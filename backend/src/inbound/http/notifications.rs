//! Notification inbox handlers.
//!
//! ```text
//! GET  /api/v1/notifications?unreadOnly&cursor&limit
//! POST /api/v1/notifications/read-all
//! GET  /api/v1/notifications/stats
//! POST /api/v1/notifications/{id}/read
//! ```

use std::collections::BTreeMap;

use actix_web::{HttpRequest, HttpResponse, get, post, web};
use chrono::{DateTime, Utc};
use pagination::PageParams;
use serde::{Deserialize, Serialize};
use serde_json::Value;
use utoipa::{IntoParams, ToSchema};
use uuid::Uuid;

use crate::domain::{Error, Notification, NotificationKind, NotificationStats};
use crate::inbound::http::ApiResult;
use crate::inbound::http::auth::Authenticated;
use crate::inbound::http::cache_control::private_no_cache_header;
use crate::inbound::http::paging::{PageBody, decode_page_key, page_body};
use crate::inbound::http::state::HttpState;
use crate::inbound::http::validation::{FieldName, parse_uuid};

#[derive(Debug, Default, Deserialize, IntoParams)]
#[serde(rename_all = "camelCase")]
#[into_params(parameter_in = Query, rename_all = "camelCase")]
pub struct NotificationQuery {
    /// Only unread notifications when true.
    #[serde(default)]
    pub unread_only: bool,
    pub cursor: Option<String>,
    pub limit: Option<usize>,
}

#[derive(Debug, Serialize, ToSchema)]
#[serde(rename_all = "camelCase")]
pub struct NotificationBody {
    pub id: Uuid,
    pub kind: NotificationKind,
    pub title: String,
    pub message: String,
    #[schema(value_type = Object)]
    pub payload: Value,
    pub is_read: bool,
    pub created_at: DateTime<Utc>,
}

impl From<Notification> for NotificationBody {
    fn from(notification: Notification) -> Self {
        Self {
            id: notification.id,
            kind: notification.kind,
            title: notification.title,
            message: notification.message,
            payload: notification.payload,
            is_read: notification.is_read,
            created_at: notification.created_at,
        }
    }
}

#[derive(Debug, Serialize, ToSchema)]
#[serde(rename_all = "camelCase")]
pub struct ReadAllBody {
    pub updated: u64,
}

#[derive(Debug, Serialize, ToSchema)]
#[serde(rename_all = "camelCase")]
pub struct NotificationStatsBody {
    pub total: u64,
    pub unread: u64,
    pub by_kind: BTreeMap<NotificationKind, u64>,
}

impl From<NotificationStats> for NotificationStatsBody {
    fn from(stats: NotificationStats) -> Self {
        Self {
            total: stats.total,
            unread: stats.unread,
            by_kind: stats.by_kind,
        }
    }
}

/// The caller's notifications, newest first.
#[utoipa::path(
    get,
    path = "/api/v1/notifications",
    params(NotificationQuery),
    responses(
        (status = 200, description = "Page of notifications", body = PageBody<NotificationBody>),
        (status = 400, description = "Malformed cursor", body = Error)
    ),
    tags = ["notifications"],
    operation_id = "listNotifications"
)]
#[get("/notifications")]
pub async fn list_notifications(
    request: HttpRequest,
    state: web::Data<HttpState>,
    caller: Authenticated,
    query: web::Query<NotificationQuery>,
) -> ApiResult<HttpResponse> {
    let NotificationQuery {
        unread_only,
        cursor,
        limit,
    } = query.into_inner();
    let params = PageParams { cursor, limit };
    let before = decode_page_key(&params)?;
    let page = state
        .notifications
        .list(&caller.actor.user_id, unread_only, before, params.limit())
        .await?;
    let body = page_body(&request, page.map(NotificationBody::from))?;
    Ok(HttpResponse::Ok()
        .insert_header(private_no_cache_header())
        .json(body))
}

#[utoipa::path(
    post,
    path = "/api/v1/notifications/read-all",
    responses((status = 200, description = "Number marked read", body = ReadAllBody)),
    tags = ["notifications"],
    operation_id = "markAllNotificationsRead"
)]
#[post("/notifications/read-all")]
pub async fn mark_all_read(
    state: web::Data<HttpState>,
    caller: Authenticated,
) -> ApiResult<web::Json<ReadAllBody>> {
    let updated = state
        .notifications
        .mark_all_read(&caller.actor.user_id)
        .await?;
    Ok(web::Json(ReadAllBody { updated }))
}

#[utoipa::path(
    get,
    path = "/api/v1/notifications/stats",
    responses((status = 200, description = "Inbox counts", body = NotificationStatsBody)),
    tags = ["notifications"],
    operation_id = "notificationStats"
)]
#[get("/notifications/stats")]
pub async fn notification_stats(
    state: web::Data<HttpState>,
    caller: Authenticated,
) -> ApiResult<web::Json<NotificationStatsBody>> {
    let stats = state.notifications.stats(&caller.actor.user_id).await?;
    Ok(web::Json(NotificationStatsBody::from(stats)))
}

#[utoipa::path(
    post,
    path = "/api/v1/notifications/{id}/read",
    params(("id" = String, Path, description = "Notification identifier")),
    responses(
        (status = 204, description = "Marked read"),
        (status = 404, description = "Unknown or not owned", body = Error)
    ),
    tags = ["notifications"],
    operation_id = "markNotificationRead"
)]
#[post("/notifications/{id}/read")]
pub async fn mark_read(
    state: web::Data<HttpState>,
    caller: Authenticated,
    path: web::Path<String>,
) -> ApiResult<HttpResponse> {
    let id = parse_uuid(path.into_inner(), FieldName::new("id"))?;
    state
        .notifications
        .mark_read(&caller.actor.user_id, &id)
        .await?;
    Ok(HttpResponse::NoContent().finish())
}

#[cfg(test)]
mod tests {
    //! Regression coverage for this module.
    use super::*;
    use crate::domain::Role;
    use crate::inbound::http::test_utils::{TestPorts, bearer, user};
    use actix_web::http::StatusCode;
    use actix_web::{App, test as actix_test};
    use pagination::Paginated;
    use rstest::rstest;
    use serde_json::json;

    async fn call(
        state: web::Data<HttpState>,
        req: actix_test::TestRequest,
    ) -> actix_web::dev::ServiceResponse {
        let app = actix_test::init_service(
            App::new().app_data(state).service(
                web::scope("/api/v1")
                    .service(list_notifications)
                    .service(mark_all_read)
                    .service(notification_stats)
                    .service(mark_read),
            ),
        )
        .await;
        actix_test::call_service(&app, req.to_request()).await
    }

    #[rstest]
    #[actix_web::test]
    async fn unread_filter_reaches_the_inbox() {
        let caller = user(Role::Learner);
        let caller_id = caller.id;
        let mut ports = TestPorts::authenticating(&caller);
        ports
            .notifications
            .expect_list()
            .withf(move |user_id, unread_only, before, limit| {
                *user_id == caller_id && *unread_only && before.is_none() && *limit == 50
            })
            .returning(move |user_id, _, _, limit| {
                Ok(Paginated {
                    data: vec![Notification {
                        id: Uuid::new_v4(),
                        user_id: *user_id,
                        kind: NotificationKind::BookingConfirmed,
                        title: "Booking confirmed".to_owned(),
                        message: "Your session is confirmed".to_owned(),
                        payload: json!({"bookingId": Uuid::nil()}),
                        is_read: false,
                        created_at: Utc::now(),
                    }],
                    limit,
                    next_cursor: None,
                })
            });

        let res = call(
            ports.into_state(),
            actix_test::TestRequest::get()
                .uri("/api/v1/notifications?unreadOnly=true")
                .insert_header(bearer()),
        )
        .await;
        assert_eq!(res.status(), StatusCode::OK);
        let body: Value = actix_test::read_body_json(res).await;
        assert_eq!(body["data"][0]["kind"], json!("booking_confirmed"));
        assert_eq!(body["data"][0]["isRead"], json!(false));
        assert!(body["links"].get("next").is_none());
    }

    #[rstest]
    #[actix_web::test]
    async fn read_all_reports_the_update_count() {
        let caller = user(Role::Mentor);
        let mut ports = TestPorts::authenticating(&caller);
        ports
            .notifications
            .expect_mark_all_read()
            .returning(|_| Ok(4));

        let res = call(
            ports.into_state(),
            actix_test::TestRequest::post()
                .uri("/api/v1/notifications/read-all")
                .insert_header(bearer()),
        )
        .await;
        assert_eq!(res.status(), StatusCode::OK);
        let body: Value = actix_test::read_body_json(res).await;
        assert_eq!(body, json!({"updated": 4}));
    }

    #[rstest]
    #[actix_web::test]
    async fn stats_group_by_kind() {
        let caller = user(Role::Mentor);
        let mut ports = TestPorts::authenticating(&caller);
        ports.notifications.expect_stats().returning(|_| {
            Ok(NotificationStats {
                total: 3,
                unread: 1,
                by_kind: BTreeMap::from([
                    (NotificationKind::BookingRequest, 2),
                    (NotificationKind::ReviewReceived, 1),
                ]),
            })
        });

        let res = call(
            ports.into_state(),
            actix_test::TestRequest::get()
                .uri("/api/v1/notifications/stats")
                .insert_header(bearer()),
        )
        .await;
        let body: Value = actix_test::read_body_json(res).await;
        assert_eq!(
            body,
            json!({
                "total": 3,
                "unread": 1,
                "byKind": {"booking_request": 2, "review_received": 1}
            })
        );
    }

    #[rstest]
    #[actix_web::test]
    async fn foreign_notifications_are_not_found() {
        let caller = user(Role::Learner);
        let mut ports = TestPorts::authenticating(&caller);
        ports
            .notifications
            .expect_mark_read()
            .returning(|_, id| Err(Error::not_found(format!("notification {id} not found"))));

        let res = call(
            ports.into_state(),
            actix_test::TestRequest::post()
                .uri(&format!("/api/v1/notifications/{}/read", Uuid::new_v4()))
                .insert_header(bearer()),
        )
        .await;
        assert_eq!(res.status(), StatusCode::NOT_FOUND);
    }
}
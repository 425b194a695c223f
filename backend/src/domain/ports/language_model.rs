//! Driven port for text completion by a language model.
use async_trait::async_trait;

use super::define_port_error;

define_port_error! {
    /// Failures talking to the model provider.
    pub enum LanguageModelError {
        /// No API key is configured.
        NotConfigured => "AI provider is not configured",
        /// The request never produced a response.
        Transport { message: String } => "AI provider request failed: {message}",
        /// The provider answered with a non-success status.
        Provider { status: u16, message: String } =>
            "AI provider returned status {status}: {message}",
        /// The response body did not have the expected shape.
        Decode { message: String } => "AI provider response was malformed: {message}",
    }
}

#[cfg_attr(test, mockall::automock)]
#[async_trait]
pub trait LanguageModel: Send + Sync {
    /// Model identifier recorded alongside each call.
    fn model(&self) -> String;

    /// Complete `prompt` and return the generated text.
    async fn complete(&self, prompt: &str) -> Result<String, LanguageModelError>;
}
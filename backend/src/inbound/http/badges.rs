//! Badge catalogue and earned badge handlers.

use actix_web::{get, web};
use chrono::{DateTime, Utc};
use serde::Serialize;
use utoipa::ToSchema;

use crate::domain::{Badge, BadgeCategory, CATALOGUE, EarnedBadge, Error, find_badge};
use crate::inbound::http::ApiResult;
use crate::inbound::http::auth::Authenticated;
use crate::inbound::http::state::HttpState;

#[derive(Debug, Serialize, ToSchema)]
#[serde(rename_all = "camelCase")]
pub struct BadgeBody {
    #[schema(example = "first-steps")]
    pub slug: &'static str,
    pub name: &'static str,
    pub description: &'static str,
    pub category: BadgeCategory,
}

impl From<&Badge> for BadgeBody {
    fn from(badge: &Badge) -> Self {
        Self {
            slug: badge.slug,
            name: badge.name,
            description: badge.description,
            category: badge.category,
        }
    }
}

#[derive(Debug, Serialize, ToSchema)]
#[serde(rename_all = "camelCase")]
pub struct EarnedBadgeBody {
    #[serde(flatten)]
    pub badge: BadgeBody,
    pub earned_at: DateTime<Utc>,
}

impl EarnedBadgeBody {
    fn from_earned(earned: &EarnedBadge) -> Option<Self> {
        find_badge(&earned.slug).map(|badge| Self {
            badge: badge.into(),
            earned_at: earned.earned_at,
        })
    }
}

#[utoipa::path(
    get,
    path = "/api/v1/badges",
    responses((status = 200, description = "Badge catalogue", body = [BadgeBody])),
    tags = ["badges"],
    operation_id = "listBadges",
    security([])
)]
#[get("/badges")]
pub async fn list_badges() -> web::Json<Vec<BadgeBody>> {
    web::Json(CATALOGUE.iter().map(BadgeBody::from).collect())
}

/// Badges the caller has earned, newest first.
#[utoipa::path(
    get,
    path = "/api/v1/users/me/badges",
    responses(
        (status = 200, description = "Earned badges", body = [EarnedBadgeBody]),
        (status = 401, description = "Unauthorised", body = Error)
    ),
    tags = ["badges"],
    operation_id = "myBadges"
)]
#[get("/users/me/badges")]
pub async fn my_badges(
    state: web::Data<HttpState>,
    caller: Authenticated,
) -> ApiResult<web::Json<Vec<EarnedBadgeBody>>> {
    let mut earned = state.badges.earned(&caller.actor.user_id).await?;
    earned.sort_by(|a, b| b.earned_at.cmp(&a.earned_at));
    Ok(web::Json(
        earned.iter().filter_map(EarnedBadgeBody::from_earned).collect(),
    ))
}
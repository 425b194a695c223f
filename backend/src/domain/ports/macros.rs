//! `define_port_error!`: error enums for driven ports with snake-case
//! constructors.
//!
//! Each variant `Foo { message: String }` yields `Error::foo(impl Into<String>)`
//! and unit variants such as `Overlap` yield `Error::overlap()`, so adapters
//! can build errors without naming struct fields.

macro_rules! define_port_error {
    (@ctor $variant:ident) => {
        ::paste::paste! {
            #[must_use]
            pub const fn [<$variant:snake>]() -> Self {
                Self::$variant
            }
        }
    };

    (@ctor $variant:ident { $($field:ident : $ty:ty),* $(,)? }) => {
        define_port_error!(@fields $variant () () $( $field : $ty, )*);
    };

    (@fields $variant:ident ($($params:tt)*) ($($inits:tt)*) ) => {
        ::paste::paste! {
            #[must_use]
            pub fn [<$variant:snake>]($($params)*) -> Self {
                Self::$variant { $($inits)* }
            }
        }
    };

    (@fields $variant:ident ($($params:tt)*) ($($inits:tt)*) $field:ident : $ty:ty, $($rest:tt)*) => {
        define_port_error!(
            @fields
            $variant
            ($($params)* $field: impl Into<$ty>,)
            ($($inits)* $field: $field.into(),)
            $($rest)*
        );
    };

    (
        $(#[$outer:meta])*
        pub enum $name:ident {
            $(
                $(#[$variant_meta:meta])*
                $variant:ident $( { $($field:ident : $ty:ty),* $(,)? } )? => $message:expr
            ),* $(,)?
        }
    ) => {
        $(#[$outer])*
        #[derive(Debug, Clone, PartialEq, Eq, thiserror::Error)]
        pub enum $name {
            $(
                $(#[$variant_meta])*
                #[error($message)]
                $variant $( { $($field : $ty),* } )?,
            )*
        }

        impl $name {
            $(
                define_port_error!(@ctor $variant $( { $($field : $ty),* } )?);
            )*
        }
    };
}

pub(crate) use define_port_error;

-----

_AIM OF THE EXERCISE_: In your answer, include only the lines above starting at the line that holds "pub description: &'static" and ending at the line that holds "pub const fn", copied exactly.

_RESULT OF THE EXERCISE_:
    pub description: &'static str,
    pub category: BadgeCategory,
}

impl From<&Badge> for BadgeBody {
    fn from(badge: &Badge) -> Self {
        Self {
            slug: badge.slug,
            name: badge.name,
            description: badge.description,
            category: badge.category,
        }
    }
}

#[derive(Debug, Serialize, ToSchema)]
#[serde(rename_all = "camelCase")]
pub struct EarnedBadgeBody {
    #[serde(flatten)]
    pub badge: BadgeBody,
    pub earned_at: DateTime<Utc>,
}

impl EarnedBadgeBody {
    fn from_earned(earned: &EarnedBadge) -> Option<Self> {
        find_badge(&earned.slug).map(|badge| Self {
            badge: badge.into(),
            earned_at: earned.earned_at,
        })
    }
}

#[utoipa::path(
    get,
    path = "/api/v1/badges",
    responses((status = 200, description = "Badge catalogue", body = [BadgeBody])),
    tags = ["badges"],
    operation_id = "listBadges",
    security([])
)]
#[get("/badges")]
pub async fn list_badges() -> web::Json<Vec<BadgeBody>> {
    web::Json(CATALOGUE.iter().map(BadgeBody::from).collect())
}

/// Badges the caller has earned, newest first.
#[utoipa::path(
    get,
    path = "/api/v1/users/me/badges",
    responses(
        (status = 200, description = "Earned badges", body = [EarnedBadgeBody]),
        (status = 401, description = "Unauthorised", body = Error)
    ),
    tags = ["badges"],
    operation_id = "myBadges"
)]
#[get("/users/me/badges")]
pub async fn my_badges(
    state: web::Data<HttpState>,
    caller: Authenticated,
) -> ApiResult<web::Json<Vec<EarnedBadgeBody>>> {
    let mut earned = state.badges.earned(&caller.actor.user_id).await?;
    earned.sort_by(|a, b| b.earned_at.cmp(&a.earned_at));
    Ok(web::Json(
        earned.iter().filter_map(EarnedBadgeBody::from_earned).collect(),
    ))
}
repository 425b194a695c223f
filename backend/src/domain/ports/macros.rs
//! `define_port_error!`: error enums for driven ports with snake-case
//! constructors.
//!
//! Each variant `Foo { message: String }` yields `Error::foo(impl Into<String>)`
//! and unit variants such as `Overlap` yield `Error::overlap()`, so adapters
//! can build errors without naming struct fields.

macro_rules! define_port_error {
    (@ctor $variant:ident) => {
        ::paste::paste! {
            #[must_use]
            pub const fn [<$variant:snake>]() -> Self {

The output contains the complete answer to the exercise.